Compte tenu des conditions climatiques à faible teneur en azote, en carbone et à courte saison de croissance, l’activité annuelle moyenne de la phosphatase devrait être faible dans les sols des écosystèmes méditerranéens. Néanmoins, des activités élevées ont été signalées par des études sur des sites méditerranéens37, et l’activité moyenne de ce biome était assez élevée dans cette étude (9,97 µmol g-1 h-1). Les écosystèmes méditerranéens ont une forte saisonnalité, et la plupart des mesures ont été recueillies au printemps ou en automne lorsque les températures du sol et les conditions de l’eau sont optimales pour la productivité42 et, par conséquent, l’activité enzymatique peut être supérieure à la moyenne annuelle. Le contenu enzymatique des couches supérieures du sol peut varier de 2 fois selon les saisons dans les communautés qui souffrent de saisonnalité sévère, comme celles du bassin Méditerranéen37. Une autre hypothèse est que les valeurs élevées de phosphatase dans les sols des écosystèmes méditerranéens sont liées à leur faible teneur en p15,47,48,49. De plus, plus d’enzymes pourraient être nécessaires car dans ces systèmes, la végétation ligneuse sclérophylle représente une fraction importante du sous-étage forestier, qui nécessite plus d’énergie pour être dégradée.

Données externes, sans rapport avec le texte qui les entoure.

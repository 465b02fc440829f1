//! Esquema Diesel (declarado manualmente; reemplazable con `diesel
//! print-schema`).
//!
//! Tablas:
//! - `flow_definitions` / `flow_nodes` / `flow_connections`: grafo canónico
//!   más el snapshot denormalizado `flow_data`.
//! - `conversation_sessions` / `conversation_history`: sesiones y su
//!   historial append-only.
//! - `flow_execution_steps` / `trace_access_audit`: traza de ejecución y
//!   auditoría de lecturas.
//! - `event_outbox`: eventos de dominio pendientes de despacho.

diesel::table! {
    flow_definitions (id) {
        id -> Uuid,
        name -> Varchar,
        description -> Nullable<Text>,
        version -> Varchar,
        entry_node_id -> Varchar,
        flow_data -> Jsonb,
        info -> Jsonb,
        contract -> Nullable<Jsonb>,
        is_published -> Bool,
        is_active -> Bool,
        trace_enabled -> Bool,
        trace_sample_rate -> Int4,
        retention_days -> Int4,
        created_by -> Nullable<Uuid>,
        published_by -> Nullable<Uuid>,
        created_at -> Timestamptz,
        updated_at -> Timestamptz,
        published_at -> Nullable<Timestamptz>,
    }
}

diesel::table! {
    flow_nodes (id) {
        id -> Uuid,
        flow_id -> Uuid,
        node_id -> Varchar,
        node_type -> Varchar,
        template -> Nullable<Varchar>,
        content -> Jsonb,
        position -> Jsonb,
        info -> Jsonb,
        created_at -> Timestamptz,
        updated_at -> Timestamptz,
    }
}

diesel::table! {
    flow_connections (id) {
        id -> Uuid,
        flow_id -> Uuid,
        source_node_id -> Varchar,
        target_node_id -> Varchar,
        connection_type -> Varchar,
        conditions -> Jsonb,
        info -> Jsonb,
        created_at -> Timestamptz,
    }
}

diesel::table! {
    conversation_sessions (id) {
        id -> Uuid,
        flow_id -> Uuid,
        user_id -> Nullable<Uuid>,
        session_token -> Varchar,
        current_node_id -> Nullable<Varchar>,
        state -> Jsonb,
        info -> Jsonb,
        status -> Varchar,
        revision -> Int4,
        trace_enabled -> Bool,
        trace_level -> Varchar,
        state_hash -> Nullable<Varchar>,
        started_at -> Timestamptz,
        last_activity_at -> Timestamptz,
        ended_at -> Nullable<Timestamptz>,
    }
}

diesel::table! {
    conversation_history (id) {
        id -> Uuid,
        session_id -> Uuid,
        node_id -> Varchar,
        interaction_type -> Varchar,
        content -> Jsonb,
        created_at -> Timestamptz,
    }
}

diesel::table! {
    flow_execution_steps (id) {
        id -> Uuid,
        session_id -> Uuid,
        step_number -> Int4,
        node_id -> Varchar,
        node_type -> Varchar,
        state_before -> Jsonb,
        state_after -> Jsonb,
        execution_details -> Jsonb,
        connection_type -> Nullable<Varchar>,
        next_node_id -> Nullable<Varchar>,
        started_at -> Timestamptz,
        completed_at -> Nullable<Timestamptz>,
        duration_ms -> Nullable<Int8>,
        error_message -> Nullable<Text>,
        error_details -> Nullable<Jsonb>,
    }
}

diesel::table! {
    trace_access_audit (id) {
        id -> Int8,
        session_id -> Uuid,
        accessed_by -> Nullable<Uuid>,
        access_type -> Varchar,
        ip_address -> Nullable<Varchar>,
        user_agent -> Nullable<Text>,
        data_accessed -> Nullable<Jsonb>,
        accessed_at -> Timestamptz,
    }
}

diesel::table! {
    event_outbox (id) {
        id -> Int8,
        event_type -> Varchar,
        payload -> Jsonb,
        destination -> Varchar,
        priority -> Varchar,
        created_at -> Timestamptz,
        delivered_at -> Nullable<Timestamptz>,
        attempts -> Int4,
        last_error -> Nullable<Text>,
    }
}

diesel::allow_tables_to_appear_in_same_query!(flow_definitions,
                                              flow_nodes,
                                              flow_connections,
                                              conversation_sessions,
                                              conversation_history,
                                              flow_execution_steps,
                                              trace_access_audit,
                                              event_outbox,);
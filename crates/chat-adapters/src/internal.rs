//! Registro de handlers internos para api_call con `auth_type=internal`.
//!
//! Los handlers son closures in-process registradas por prefijo de endpoint
//! (la plataforma anfitriona registra las suyas: recomendaciones, perfiles,
//! evaluaciones). El registro hace match por prefijo más largo, lo que
//! permite montar familias enteras (`/internal/`) y especializar rutas.

use std::collections::BTreeMap;
use std::sync::RwLock;

use log::debug;
use serde_json::Value;

use chat_core::effects::InternalApiHandler;
use chat_core::errors::EngineError;

/// Firma de un handler interno.
pub type HandlerFn = Box<dyn Fn(&str, &str, &Value, &[(String, String)]) -> Result<Value, EngineError> + Send + Sync>;

/// Registro de handlers por prefijo de endpoint.
#[derive(Default)]
pub struct InternalHandlerRegistry {
    handlers: RwLock<BTreeMap<String, HandlerFn>>,
}

impl InternalHandlerRegistry {
    pub fn new() -> Self {
        Self::default()
    }

    /// Registra un handler bajo un prefijo (`/internal/recommendations`).
    pub fn register<F>(&self, prefix: &str, handler: F)
        where F: Fn(&str, &str, &Value, &[(String, String)]) -> Result<Value, EngineError> + Send + Sync + 'static
    {
        self.handlers
            .write()
            .expect("registry lock poisoned")
            .insert(prefix.to_string(), Box::new(handler));
    }
}

impl InternalApiHandler for InternalHandlerRegistry {
    fn call(&self,
            endpoint: &str,
            method: &str,
            body: &Value,
            query: &[(String, String)])
            -> Result<Value, EngineError> {
        let handlers = self.handlers.read().expect("registry lock poisoned");
        // prefijo más largo primero
        let matched = handlers.iter()
                              .filter(|(prefix, _)| endpoint.starts_with(prefix.as_str()))
                              .max_by_key(|(prefix, _)| prefix.len());
        match matched {
            Some((prefix, handler)) => {
                debug!("internal handler '{prefix}' serving {method} {endpoint}");
                handler(endpoint, method, body, query)
            }
            None => Err(EngineError::Remote(format!("no internal handler registered for {endpoint}"))),
        }
    }
}

#[cfg(test)]
mod tests {
    use super::*;
    use serde_json::json;

    #[test]
    fn longest_prefix_wins() {
        let registry = InternalHandlerRegistry::new();
        registry.register("/internal/", |_, _, _, _| Ok(json!({"handler": "generic"})));
        registry.register("/internal/recommendations", |_, _, _, _| Ok(json!({"handler": "recs"})));

        let out = registry.call("/internal/recommendations", "POST", &json!({}), &[]).unwrap();
        assert_eq!(out["handler"], json!("recs"));
        let out = registry.call("/internal/profiles", "GET", &json!({}), &[]).unwrap();
        assert_eq!(out["handler"], json!("generic"));
    }

    #[test]
    fn unregistered_endpoint_is_a_remote_error() {
        let registry = InternalHandlerRegistry::new();
        let err = registry.call("/nope", "POST", &json!({}), &[]).unwrap_err();
        assert!(matches!(err, EngineError::Remote(_)));
    }

    #[test]
    fn handlers_see_body_and_query() {
        let registry = InternalHandlerRegistry::new();
        registry.register("/echo", |_, method, body, query| {
                    Ok(json!({"method": method, "body": body, "query": query.len()}))
                });
        let out = registry.call("/echo", "PUT", &json!({"x": 1}), &[("a".into(), "b".into())]).unwrap();
        assert_eq!(out["method"], json!("PUT"));
        assert_eq!(out["body"], json!({"x": 1}));
        assert_eq!(out["query"], json!(1));
    }
}
//! Nodo action: delega en el motor de acciones (`crate::action`) y arma los
//! detalles de traza. El contrato de refresh posterior (recargar la sesión
//! del store antes del siguiente nodo) lo cumple el runtime.

use serde_json::{json, Value};

use crate::action::run_actions;
use crate::model::{Node, Session, StepResult};
use crate::processor::ProcessEnv;
use chat_domain::types::ConnectionType;

pub fn process(env: &ProcessEnv<'_>, node: &Node, session: &Session) -> StepResult {
    let actions = node.content
                      .get("actions")
                      .and_then(Value::as_array)
                      .cloned()
                      .unwrap_or_default();

    let outcome = run_actions(env.http, env.internal, &session.state, &actions);

    let connection = if outcome.success { ConnectionType::Default } else { ConnectionType::Failure };
    StepResult { success: outcome.success,
                 variables: outcome.variables.clone(),
                 connection: Some(connection),
                 errors: outcome.errors,
                 details: json!({
                     "type": "action",
                     "action_type": node.content.get("action_type").and_then(Value::as_str).unwrap_or(""),
                     "actions_executed": outcome.executed,
                     "variables_changed": outcome.variables,
                 }),
                 ..StepResult::default() }
}

#[cfg(test)]
mod tests {
    use super::*;
    use crate::effects::{NoInternalHandlers, UnconfiguredHttp, UnconfiguredScripts};
    use crate::processor::testutil::{env, make_node, session_with_state};
    use chat_domain::types::NodeType;
    use serde_json::json;

    #[test]
    fn aggregate_action_produces_pending_variables() {
        let http = UnconfiguredHttp;
        let scripts = UnconfiguredScripts;
        let internal = NoInternalHandlers;
        let env = env(&http, &scripts, &internal);
        let session = session_with_state(json!({"temp": {"quiz": [{"score": 5}, {"score": 8}, {"score": 7}]}}));
        let node = make_node("a1",
                             NodeType::Action,
                             json!({
                                 "actions": [{
                                     "type": "aggregate",
                                     "source": "temp.quiz",
                                     "field": "score",
                                     "operation": "sum",
                                     "target": "results.total",
                                 }],
                             }));
        let result = process(&env, &node, &session);
        assert!(result.success);
        assert_eq!(result.variables["results"]["total"], json!(20));
        assert_eq!(result.details["actions_executed"].as_array().unwrap().len(), 1);
    }

    #[test]
    fn failing_action_routes_to_failure_connection() {
        let http = UnconfiguredHttp;
        let scripts = UnconfiguredScripts;
        let internal = NoInternalHandlers;
        let env = env(&http, &scripts, &internal);
        let session = session_with_state(json!({}));
        let node = make_node("a1",
                             NodeType::Action,
                             json!({"actions": [{"type": "api_call", "endpoint": "https://x.test", "auth_type": "external"}]}));
        let result = process(&env, &node, &session);
        assert!(!result.success);
        assert_eq!(result.connection, Some(ConnectionType::Failure));
    }
}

Le phosphore a été considéré comme le principal nutriment limitant dans les écosystèmes tropicaux 50, lié aux substrats du sol à faible teneur en P. Notre étude suggère que l’activité de la phosphatase dans les écosystèmes tropicaux et subtropicaux (moyenne de la base de données de 8,8 µmol g−1 h−1) dépend fortement de la teneur en TN. Les sites tropicaux et subtropicaux de notre ensemble de données présentaient de faibles valeurs de TN (moyenne de 3.77 g kg-1), comme prévu à partir de sols anciens avec une teneur en minéraux élevée et un grand pool d’azote dans la biomasse du peuplement. Dans ces sites aux sols relativement pauvres, l’activité enzymatique la plus importante se produit au niveau de la couche de litière, favorisant un cycle nutritif très rapide et des taux de minéralisation rapides. De plus, les conditions réduites courantes dans certaines forêts tropicales inondées peuvent cependant entraîner la libération de P précédemment indisponible par dissolution d’oxydes de fer capables de lier P39. Ce processus peut être compensé par la formation de phosphate ferreux et une capacité de sorption accrue des hydroxydes de fer39. Les voies P labiles dans ces environnements sont étroitement associées aux cycles Fe et S.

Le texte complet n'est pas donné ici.